··· Source records

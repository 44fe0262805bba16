//! Validation checks and reporting.
//!
//! Everything here is read-only. Checks produce typed [`Issue`] values so
//! the CLI can render them and tests can assert on them; per-file coverage
//! statistics back the post-curation report.

use std::collections::{BTreeMap, HashSet};
use std::fmt;
use std::fs;
use std::path::{Path, PathBuf};
use std::sync::LazyLock;

use serde::Serialize;
use tracing::debug;

use crate::normalize::{normalize_doi, normalize_title, normalize_unicode};
use crate::regex::Regex;
use crate::{BibFile, project, tex};

/// `@comment{@article{Key,`: an entry the formatter commented out.
static COMMENTED_ENTRY: LazyLock<Regex> =
    LazyLock::new(|| Regex::new(r"@comment\s*\{@\w+\{([^,}]+)").unwrap());

/// A single validation finding.
#[derive(Debug, Clone, PartialEq, Eq)]
pub enum Issue {
    /// A `.tex` file has no discoverable companion bibliography.
    MissingBibFile { tex: PathBuf },
    /// A citation names a key no bibliography defines.
    MissingCitation { tex: PathBuf, key: String },
    /// A citation names a key that is commented out.
    CommentedCitation { tex: PathBuf, key: String },
    /// An entry's `crossref` points at a key no bibliography defines.
    DanglingCrossref { entry: String, target: String },
    /// The same key is defined in more than one place.
    DuplicateKey { key: String, occurrences: usize },
    /// The same DOI is shared by entries under different keys.
    DuplicateDoi { doi: String, keys: Vec<String> },
    /// The same normalized title appears on multiple entries.
    DuplicateTitle { title: String, count: usize },
    /// Lines containing an unescaped `%`.
    UnescapedPercent { file: PathBuf, lines: usize },
    /// The file could not be parsed at all.
    SyntaxError { file: PathBuf, message: String },
}

impl fmt::Display for Issue {
    fn fmt(&self, f: &mut fmt::Formatter<'_>) -> fmt::Result {
        match self {
            Issue::MissingBibFile { tex } => {
                write!(f, "{}: no companion bib file", tex.display())
            }
            Issue::MissingCitation { tex, key } => {
                write!(f, "{}: missing citation {key}", tex.display())
            }
            Issue::CommentedCitation { tex, key } => {
                write!(f, "{}: cites commented-out entry {key}", tex.display())
            }
            Issue::DanglingCrossref { entry, target } => {
                write!(f, "missing crossref: {entry} -> {target}")
            }
            Issue::DuplicateKey { key, occurrences } => {
                write!(f, "duplicate key {key} ({occurrences} occurrences)")
            }
            Issue::DuplicateDoi { doi, keys } => {
                write!(f, "duplicate DOI {doi} across keys {}", keys.join(", "))
            }
            Issue::DuplicateTitle { title, count } => {
                write!(f, "duplicate title \"{title}\" ({count} entries)")
            }
            Issue::UnescapedPercent { file, lines } => {
                write!(f, "{}: unescaped % on {lines} line(s)", file.display())
            }
            Issue::SyntaxError { file, message } => {
                write!(f, "{}: {message}", file.display())
            }
        }
    }
}

/// Per-file entry counts and field coverage.
#[derive(Debug, Clone, Default, Serialize)]
pub struct FileStats {
    pub path: PathBuf,
    pub entry_count: usize,
    pub with_doi: usize,
    pub with_title: usize,
    pub with_author: usize,
    pub with_year: usize,
}

/// Everything a validation run found.
#[derive(Debug, Default)]
pub struct ValidationReport {
    pub issues: Vec<Issue>,
    pub citations_total: usize,
    pub citations_valid: usize,
    pub stats: Vec<FileStats>,
}

impl ValidationReport {
    /// True when no issues were found.
    #[must_use]
    pub fn passed(&self) -> bool {
        self.issues.is_empty()
    }
}

/// Computes entry statistics for one loaded bibliography.
#[must_use]
pub fn file_stats(file: &BibFile) -> FileStats {
    let mut stats = FileStats {
        path: file.path().to_path_buf(),
        entry_count: file.len(),
        ..FileStats::default()
    };
    for entry in file.entries() {
        if entry.has("doi") {
            stats.with_doi += 1;
        }
        if entry.has("title") {
            stats.with_title += 1;
        }
        if entry.has("author") {
            stats.with_author += 1;
        }
        if entry.has("year") {
            stats.with_year += 1;
        }
    }
    stats
}

/// Counts lines with an unescaped `%` outside comment lines.
#[must_use]
pub fn count_unescaped_percent_lines(text: &str) -> usize {
    let mut lines = 0;
    for line in text.lines() {
        if line.trim_start().starts_with('%') {
            continue;
        }
        let mut backslashes = 0usize;
        for c in line.chars() {
            match c {
                '\\' => backslashes += 1,
                '%' => {
                    if backslashes % 2 == 0 {
                        lines += 1;
                        break;
                    }
                    backslashes = 0;
                }
                _ => backslashes = 0,
            }
        }
    }
    lines
}

/// Runs the complete validation suite over a project directory.
#[must_use]
pub fn validate_bibliography(root: &Path) -> ValidationReport {
    let bib_files = project::collect_bib_files(root);
    let tex_files = project::collect_tex_files(root);
    validate_project(root, &bib_files, &tex_files)
}

/// Runs the complete validation suite over explicit file lists.
#[must_use]
pub fn validate_project(
    root: &Path,
    bib_files: &[PathBuf],
    tex_files: &[PathBuf],
) -> ValidationReport {
    let mut report = ValidationReport::default();

    let mut all_keys: HashSet<String> = HashSet::new();
    let mut key_counts: BTreeMap<String, usize> = BTreeMap::new();
    let mut crossrefs: Vec<(String, String)> = Vec::new();
    let mut commented: HashSet<String> = HashSet::new();
    let mut doi_keys: BTreeMap<String, Vec<String>> = BTreeMap::new();
    let mut title_counts: BTreeMap<String, usize> = BTreeMap::new();

    for path in bib_files {
        if let Ok(text) = fs::read_to_string(path) {
            for caps in COMMENTED_ENTRY.captures_iter(&text) {
                if let Some(key) = normalize_unicode(caps[1].trim()) {
                    commented.insert(key);
                }
            }
            let percent_lines = count_unescaped_percent_lines(&text);
            if percent_lines > 0 {
                report.issues.push(Issue::UnescapedPercent {
                    file: path.clone(),
                    lines: percent_lines,
                });
            }
        }

        let file = match BibFile::read(path) {
            Ok(file) => file,
            Err(err) => {
                report.issues.push(Issue::SyntaxError {
                    file: path.clone(),
                    message: err.to_string(),
                });
                continue;
            }
        };
        for entry in file.entries() {
            let Some(key) = normalize_unicode(&entry.key) else {
                continue;
            };
            *key_counts.entry(key.clone()).or_default() += 1;
            if let Some(target) = entry.get("crossref").and_then(normalize_unicode) {
                crossrefs.push((key.clone(), target));
            }
            if let Some(doi) = entry.get("doi").and_then(normalize_doi) {
                doi_keys.entry(doi).or_default().push(key.clone());
            }
            let title = normalize_title(entry.get("title").unwrap_or_default());
            if !title.is_empty() {
                *title_counts.entry(title).or_default() += 1;
            }
            all_keys.insert(key);
        }
        report.stats.push(file_stats(&file));
    }

    for path in tex_files {
        if project::get_corresponding_bib(path, root).is_none() {
            report.issues.push(Issue::MissingBibFile { tex: path.clone() });
            continue;
        }
        let citations = tex::extract_citations_from_tex(path);
        report.citations_total += citations.len();
        let mut invalid = 0;
        let mut missing: Vec<&String> = citations.difference(&all_keys).collect();
        missing.sort();
        for key in missing {
            invalid += 1;
            report.issues.push(Issue::MissingCitation {
                tex: path.clone(),
                key: key.clone(),
            });
        }
        let mut in_comments: Vec<&String> =
            citations.iter().filter(|k| commented.contains(*k)).collect();
        in_comments.sort();
        for key in in_comments {
            invalid += 1;
            report.issues.push(Issue::CommentedCitation {
                tex: path.clone(),
                key: key.clone(),
            });
        }
        report.citations_valid += citations.len().saturating_sub(invalid);
    }

    for (entry, target) in crossrefs {
        if !all_keys.contains(&target) {
            report
                .issues
                .push(Issue::DanglingCrossref { entry, target });
        }
    }

    for (key, occurrences) in key_counts {
        if occurrences > 1 {
            report.issues.push(Issue::DuplicateKey { key, occurrences });
        }
    }

    for (doi, mut keys) in doi_keys {
        keys.sort();
        keys.dedup();
        if keys.len() > 1 {
            report.issues.push(Issue::DuplicateDoi { doi, keys });
        }
    }

    for (title, count) in title_counts {
        if count > 1 {
            report.issues.push(Issue::DuplicateTitle { title, count });
        }
    }

    debug!(
        issues = report.issues.len(),
        citations = report.citations_total,
        "validation finished"
    );
    report
}

#[cfg(test)]
mod tests {
    use super::*;
    use pretty_assertions::assert_eq;

    fn write(path: &Path, content: &str) {
        fs::write(path, content).unwrap();
    }

    fn project_with(
        bib: &str,
        tex: &str,
    ) -> (tempfile::TempDir, Vec<PathBuf>, Vec<PathBuf>) {
        let dir = tempfile::tempdir().unwrap();
        let root = dir.path();
        let bib_path = root.join("references.bib");
        let tex_path = root.join("main.tex");
        write(&bib_path, bib);
        write(&tex_path, tex);
        (dir, vec![bib_path], vec![tex_path])
    }

    #[test]
    fn test_clean_project_passes() {
        let (dir, bibs, texs) = project_with(
            "@article{Good2020,\n  title = {Fine Work},\n  doi = {10.1/g},\n}\n",
            r"Text \cite{Good2020}.",
        );
        let report = validate_project(dir.path(), &bibs, &texs);
        assert!(report.passed(), "issues: {:?}", report.issues);
        assert_eq!(report.citations_total, 1);
        assert_eq!(report.citations_valid, 1);
        assert_eq!(report.stats[0].entry_count, 1);
        assert_eq!(report.stats[0].with_doi, 1);
    }

    #[test]
    fn test_missing_citation_reported() {
        let (dir, bibs, texs) = project_with(
            "@article{Present,\n  title = {Here},\n}\n",
            r"See \cite{Present, Absent}.",
        );
        let report = validate_project(dir.path(), &bibs, &texs);
        assert!(report.issues.iter().any(|i| matches!(
            i,
            Issue::MissingCitation { key, .. } if key == "Absent"
        )));
        assert_eq!(report.citations_total, 2);
        assert_eq!(report.citations_valid, 1);
    }

    #[test]
    fn test_commented_citation_reported() {
        let (dir, bibs, texs) = project_with(
            "@article{Live,\n  title = {L},\n}\n@comment{@article{Dead,\n  title = {D},\n}}\n",
            r"\cite{Dead}",
        );
        let report = validate_project(dir.path(), &bibs, &texs);
        assert!(report.issues.iter().any(|i| matches!(
            i,
            Issue::CommentedCitation { key, .. } if key == "Dead"
        )));
    }

    #[test]
    fn test_dangling_crossref_reported() {
        let (dir, bibs, texs) = project_with(
            "@inproceedings{Child,\n  title = {C},\n  crossref = {Gone},\n}\n",
            r"\cite{Child}",
        );
        let report = validate_project(dir.path(), &bibs, &texs);
        assert!(report.issues.iter().any(|i| matches!(
            i,
            Issue::DanglingCrossref { target, .. } if target == "Gone"
        )));
    }

    #[test]
    fn test_duplicate_doi_and_title_reported() {
        let (dir, bibs, texs) = project_with(
            concat!(
                "@article{A,\n  title = {Shared Words},\n  doi = {10.1/s},\n}\n",
                "@article{B,\n  title = {shared   words},\n  doi = {doi:10.1/s},\n}\n",
            ),
            r"\cite{A,B}",
        );
        let report = validate_project(dir.path(), &bibs, &texs);
        assert!(
            report
                .issues
                .iter()
                .any(|i| matches!(i, Issue::DuplicateDoi { .. }))
        );
        assert!(report.issues.iter().any(|i| matches!(
            i,
            Issue::DuplicateTitle { title, count: 2 } if title == "shared words"
        )));
    }

    #[test]
    fn test_missing_companion_bib_reported() {
        let dir = tempfile::tempdir().unwrap();
        let root = dir.path();
        fs::create_dir(root.join("sections")).unwrap();
        write(&root.join("sections/intro.tex"), r"\cite{X}");

        let report = validate_project(
            root,
            &[],
            &[root.join("sections/intro.tex")],
        );
        assert!(
            report
                .issues
                .iter()
                .any(|i| matches!(i, Issue::MissingBibFile { .. }))
        );
    }

    #[test]
    fn test_count_unescaped_percent_lines() {
        let text = "ok line\n50% bad\n\\% escaped\n% comment line\n";
        assert_eq!(count_unescaped_percent_lines(text), 1);
    }

    #[test]
    fn test_syntax_error_reported() {
        let dir = tempfile::tempdir().unwrap();
        let missing = dir.path().join("absent.bib");
        let report = validate_project(dir.path(), &[missing], &[]);
        assert!(
            report
                .issues
                .iter()
                .any(|i| matches!(i, Issue::SyntaxError { .. }))
        );
    }

    #[test]
    fn test_issue_display() {
        let issue = Issue::DuplicateKey {
            key: "K".to_string(),
            occurrences: 3,
        };
        assert_eq!(issue.to_string(), "duplicate key K (3 occurrences)");
    }
}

······

- **Action item**
Copy all the lines above that hold the string "found".

- **Written answer**
/// Everything a validation run found.
    /// True when no issues were found.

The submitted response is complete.